**WHAT YOU HAVE TO DO**
Copy each line of the entries that includes the word "ValidationReport".

**DATA TO PROCESS**
:::

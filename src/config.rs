use std::collections::BTreeMap;
use std::fs;

use camino::Utf8PathBuf;
use serde::{Deserialize, Serialize};
use serde_json::Value;

use crate::domain::StudyCode;
use crate::error::PipelineError;

pub const DEFAULT_CONFIG_FILE: &str = "biobank-pipeline.json";

#[derive(Debug, Deserialize, Serialize)]
pub struct Config {
    #[serde(default)]
    pub schema_version: Option<u32>,
    pub inputs: InputsSection,
    #[serde(default)]
    pub processed_dir: Option<String>,
    #[serde(default)]
    pub output_dir: Option<String>,
    /// Tracking workbooks label studies by project name, not biobank code.
    #[serde(default)]
    pub study_labels: BTreeMap<String, String>,
    #[serde(default)]
    pub lookup: Option<LookupSection>,
    #[serde(default)]
    pub dashboard: Option<Value>,
}

#[derive(Debug, Deserialize, Serialize)]
pub struct InputsSection {
    pub inventory_dir: String,
    pub tracking_dir: String,
    pub citations_file: String,
    pub studies_file: String,
}

#[derive(Debug, Deserialize, Serialize)]
pub struct LookupSection {
    #[serde(default)]
    pub enabled: Option<bool>,
    #[serde(default)]
    pub cooldown_ms: Option<u64>,
    #[serde(default)]
    pub timeout_secs: Option<u64>,
}

#[derive(Debug, Clone)]
pub struct LookupOptions {
    pub enabled: bool,
    pub cooldown_ms: u64,
    pub timeout_secs: u64,
}

impl Default for LookupOptions {
    fn default() -> Self {
        // The bibliographic index enforces a cooldown between calls.
        Self {
            enabled: true,
            cooldown_ms: 400,
            timeout_secs: 30,
        }
    }
}

#[derive(Debug, Clone)]
pub struct ResolvedConfig {
    pub schema_version: u32,
    pub inventory_dir: Utf8PathBuf,
    pub tracking_dir: Utf8PathBuf,
    pub citations_file: Utf8PathBuf,
    pub studies_file: Utf8PathBuf,
    pub processed_dir: Utf8PathBuf,
    pub output_dir: Utf8PathBuf,
    pub study_labels: BTreeMap<String, StudyCode>,
    pub lookup: LookupOptions,
    pub dashboard: Value,
}

pub struct ConfigLoader;

impl ConfigLoader {
    pub fn resolve(path: Option<&str>) -> Result<ResolvedConfig, PipelineError> {
        let config_path = match path {
            Some(path) => Utf8PathBuf::from(path),
            None => Utf8PathBuf::from(DEFAULT_CONFIG_FILE),
        };

        if path.is_none() && !config_path.as_std_path().exists() {
            return Err(PipelineError::MissingConfig);
        }

        let content = fs::read_to_string(config_path.as_std_path())
            .map_err(|_| PipelineError::ConfigRead(config_path.clone()))?;
        let config: Config = serde_json::from_str(&content)
            .map_err(|err| PipelineError::ConfigParse(err.to_string()))?;

        Self::resolve_config(config)
    }

    pub fn resolve_config(config: Config) -> Result<ResolvedConfig, PipelineError> {
        let schema_version = config.schema_version.unwrap_or(1);

        let mut study_labels = BTreeMap::new();
        for (label, code) in config.study_labels {
            study_labels.insert(label, code.parse()?);
        }

        let lookup = match config.lookup {
            Some(section) => {
                let defaults = LookupOptions::default();
                LookupOptions {
                    enabled: section.enabled.unwrap_or(defaults.enabled),
                    cooldown_ms: section.cooldown_ms.unwrap_or(defaults.cooldown_ms),
                    timeout_secs: section.timeout_secs.unwrap_or(defaults.timeout_secs),
                }
            }
            None => LookupOptions::default(),
        };

        Ok(ResolvedConfig {
            schema_version,
            inventory_dir: Utf8PathBuf::from(config.inputs.inventory_dir),
            tracking_dir: Utf8PathBuf::from(config.inputs.tracking_dir),
            citations_file: Utf8PathBuf::from(config.inputs.citations_file),
            studies_file: Utf8PathBuf::from(config.inputs.studies_file),
            processed_dir: Utf8PathBuf::from(
                config
                    .processed_dir
                    .unwrap_or_else(|| "data/processed".to_string()),
            ),
            output_dir: Utf8PathBuf::from(
                config.output_dir.unwrap_or_else(|| "public/data".to_string()),
            ),
            study_labels,
            lookup,
            dashboard: config.dashboard.unwrap_or(Value::Null),
        })
    }
}

#[cfg(test)]
mod tests {
    use super::*;

    fn base_config() -> Config {
        Config {
            schema_version: None,
            inputs: InputsSection {
                inventory_dir: "raw/inventory".to_string(),
                tracking_dir: "raw/tracking".to_string(),
                citations_file: "raw/citations.json".to_string(),
                studies_file: "raw/studies.json".to_string(),
            },
            processed_dir: None,
            output_dir: None,
            study_labels: BTreeMap::from([(
                "Prometheus".to_string(),
                "du17-04".to_string(),
            )]),
            lookup: None,
            dashboard: None,
        }
    }

    #[test]
    fn resolve_defaults() {
        let resolved = ConfigLoader::resolve_config(base_config()).unwrap();
        assert_eq!(resolved.schema_version, 1);
        assert_eq!(resolved.processed_dir, Utf8PathBuf::from("data/processed"));
        assert_eq!(resolved.output_dir, Utf8PathBuf::from("public/data"));
        assert!(resolved.lookup.enabled);
        assert_eq!(resolved.lookup.cooldown_ms, 400);
    }

    #[test]
    fn resolve_normalizes_study_labels() {
        let resolved = ConfigLoader::resolve_config(base_config()).unwrap();
        assert_eq!(
            resolved.study_labels.get("Prometheus").map(|c| c.as_str()),
            Some("DU17-04")
        );
    }

    #[test]
    fn resolve_rejects_bad_label_code() {
        let mut config = base_config();
        config
            .study_labels
            .insert("Broken".to_string(), "   ".to_string());
        assert!(ConfigLoader::resolve_config(config).is_err());
    }
}
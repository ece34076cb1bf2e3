pub mod app;
pub mod assay;
pub mod config;
pub mod domain;
pub mod emit;
pub mod error;
pub mod harmonize;
pub mod linker;
pub mod output;
pub mod publications;
pub mod scrub;
pub mod validate;
use std::io::{self, Write};

use serde::Serialize;

use crate::app::{RunReport, StageReport};
use crate::emit::EmitSummary;
use crate::validate::ValidationReport;

pub struct JsonOutput;

impl JsonOutput {
    pub fn print_stage(report: &StageReport) -> io::Result<()> {
        Self::print_json(report)
    }

    pub fn print_validation(report: &ValidationReport) -> io::Result<()> {
        Self::print_json(report)
    }

    pub fn print_emit(summary: &EmitSummary) -> io::Result<()> {
        Self::print_json(summary)
    }

    pub fn print_run(report: &RunReport) -> io::Result<()> {
        Self::print_json(report)
    }

    fn print_json<T: Serialize>(value: &T) -> io::Result<()> {
        let json = serde_json::to_string_pretty(value).map_err(io::Error::other)?;
        let mut stdout = io::stdout();
        stdout.write_all(json.as_bytes())?;
        stdout.write_all(b"\n")?;
        Ok(())
    }
}
use camino::Utf8PathBuf;
use miette::Diagnostic;
use thiserror::Error;

#[derive(Debug, Error, Diagnostic)]
pub enum PipelineError {
    #[error("invalid study code: {0}")]
    InvalidStudyCode(String),

    #[error("invalid sample barcode: {0}")]
    InvalidBarcode(String),

    #[error("missing config file biobank-pipeline.json in current directory")]
    MissingConfig,

    #[error("failed to read config file at {0}")]
    ConfigRead(Utf8PathBuf),

    #[error("failed to parse JSON config: {0}")]
    ConfigParse(String),

    #[error("required input not found: {0}")]
    InputMissing(Utf8PathBuf),

    #[error("failed to read {path}: {message}")]
    InputRead { path: Utf8PathBuf, message: String },

    #[error("malformed CSV in {path}: {message}")]
    CsvParse { path: Utf8PathBuf, message: String },

    #[error("failed to parse JSON in {path}: {message}")]
    JsonParse { path: Utf8PathBuf, message: String },

    #[error("stage output not found: {0} (run the earlier pipeline stages first)")]
    StageOutputMissing(Utf8PathBuf),

    #[error("bibliographic index request failed: {0}")]
    BibliographicHttp(String),

    #[error("bibliographic index returned status {status}: {message}")]
    BibliographicStatus { status: u16, message: String },

    #[error("filesystem error: {0}")]
    Filesystem(String),

    #[error("failed to serialize {what}: {message}")]
    Serialize { what: String, message: String },
}
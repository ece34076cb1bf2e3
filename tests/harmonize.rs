use std::fs;

use camino::Utf8PathBuf;

use biobank_pipeline::error::PipelineError;
use biobank_pipeline::harmonize::Harmonizer;

fn inventory_dir(sheets: &[(&str, &str)]) -> (tempfile::TempDir, Utf8PathBuf) {
    let temp = tempfile::tempdir().unwrap();
    let dir = Utf8PathBuf::from_path_buf(temp.path().to_path_buf()).unwrap();
    for (name, content) in sheets {
        fs::write(dir.join(name).as_std_path(), content).unwrap();
    }
    (temp, dir)
}

#[test]
fn sheets_merge_with_later_file_winning_duplicates() {
    let (_temp, dir) = inventory_dir(&[
        (
            "a_export.csv",
            "External Participant ID,Alternate Sample ID,Study Code,Sample Type\n\
             FLU017,BC-001,DU09-06,Serum\n",
        ),
        (
            "b_export.csv",
            "Subject ID,Barcode,Study Code,Sample Type\n\
             FLU017,BC-001,DU09-06,Plasma\n\
             FLU018,BC-002,DU09-06,Serum\n",
        ),
    ]);

    let inventory = Harmonizer::new().harmonize_dir(&dir).unwrap();
    assert_eq!(inventory.samples.len(), 2);
    let winner = inventory
        .samples
        .iter()
        .find(|sample| sample.barcode.as_str() == "BC-001")
        .unwrap();
    // Sheets are read in sorted order, so b_export's row wins.
    assert_eq!(winner.sample_type, "plasma");
    assert_eq!(winner.source_file, "b_export.csv");
    assert_eq!(inventory.duplicate_conflicts.len(), 1);
}

#[test]
fn malformed_sheet_skipped_rest_processed() {
    let (_temp, dir) = inventory_dir(&[
        (
            "good.csv",
            "External Participant ID,Alternate Sample ID,Study Code\n\
             FLU017,BC-001,DU09-06\n",
        ),
        ("no_mandatory.csv", "Sample Type,Storage Status\nSerum,In Circulation\n"),
    ]);

    let inventory = Harmonizer::new().harmonize_dir(&dir).unwrap();
    assert_eq!(inventory.samples.len(), 1);
    assert!(inventory
        .warnings
        .iter()
        .any(|warning| warning.sheet == "no_mandatory.csv"));
}

#[test]
fn missing_inventory_dir_is_hard_error() {
    let temp = tempfile::tempdir().unwrap();
    let dir = Utf8PathBuf::from_path_buf(temp.path().join("nope")).unwrap();
    let err = Harmonizer::new().harmonize_dir(&dir).unwrap_err();
    assert!(matches!(err, PipelineError::InputMissing(_)));
}

#[test]
fn summary_counts_match_rows() {
    let (_temp, dir) = inventory_dir(&[(
        "dee3.csv",
        "External Participant ID,Alternate Sample ID,Study Code,Sample Type,Storage Status\n\
         FLU017,BC-001,DU09-06,Serum,In Circulation\n\
         FLU017,BC-002,DU09-06,Plasma,3rd Party Transfer\n\
         FLU018,BC-003,DU09-06,Serum,In Circulation\n",
    )]);

    let inventory = Harmonizer::new().harmonize_dir(&dir).unwrap();
    let summary = inventory
        .summary_by_study
        .get(&"DU09-06".parse().unwrap())
        .unwrap();
    assert_eq!(summary.samples, 3);
    assert_eq!(summary.subjects, 2);
    assert_eq!(summary.sample_types, 2);
    assert_eq!(summary.available, 2);
    assert_eq!(summary.transferred, 1);
}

:::

**RESULT OF THE EXERCISE**
use crate::validate::ValidationReport;
    pub fn print_validation(report: &ValidationReport) -> io::Result<()> {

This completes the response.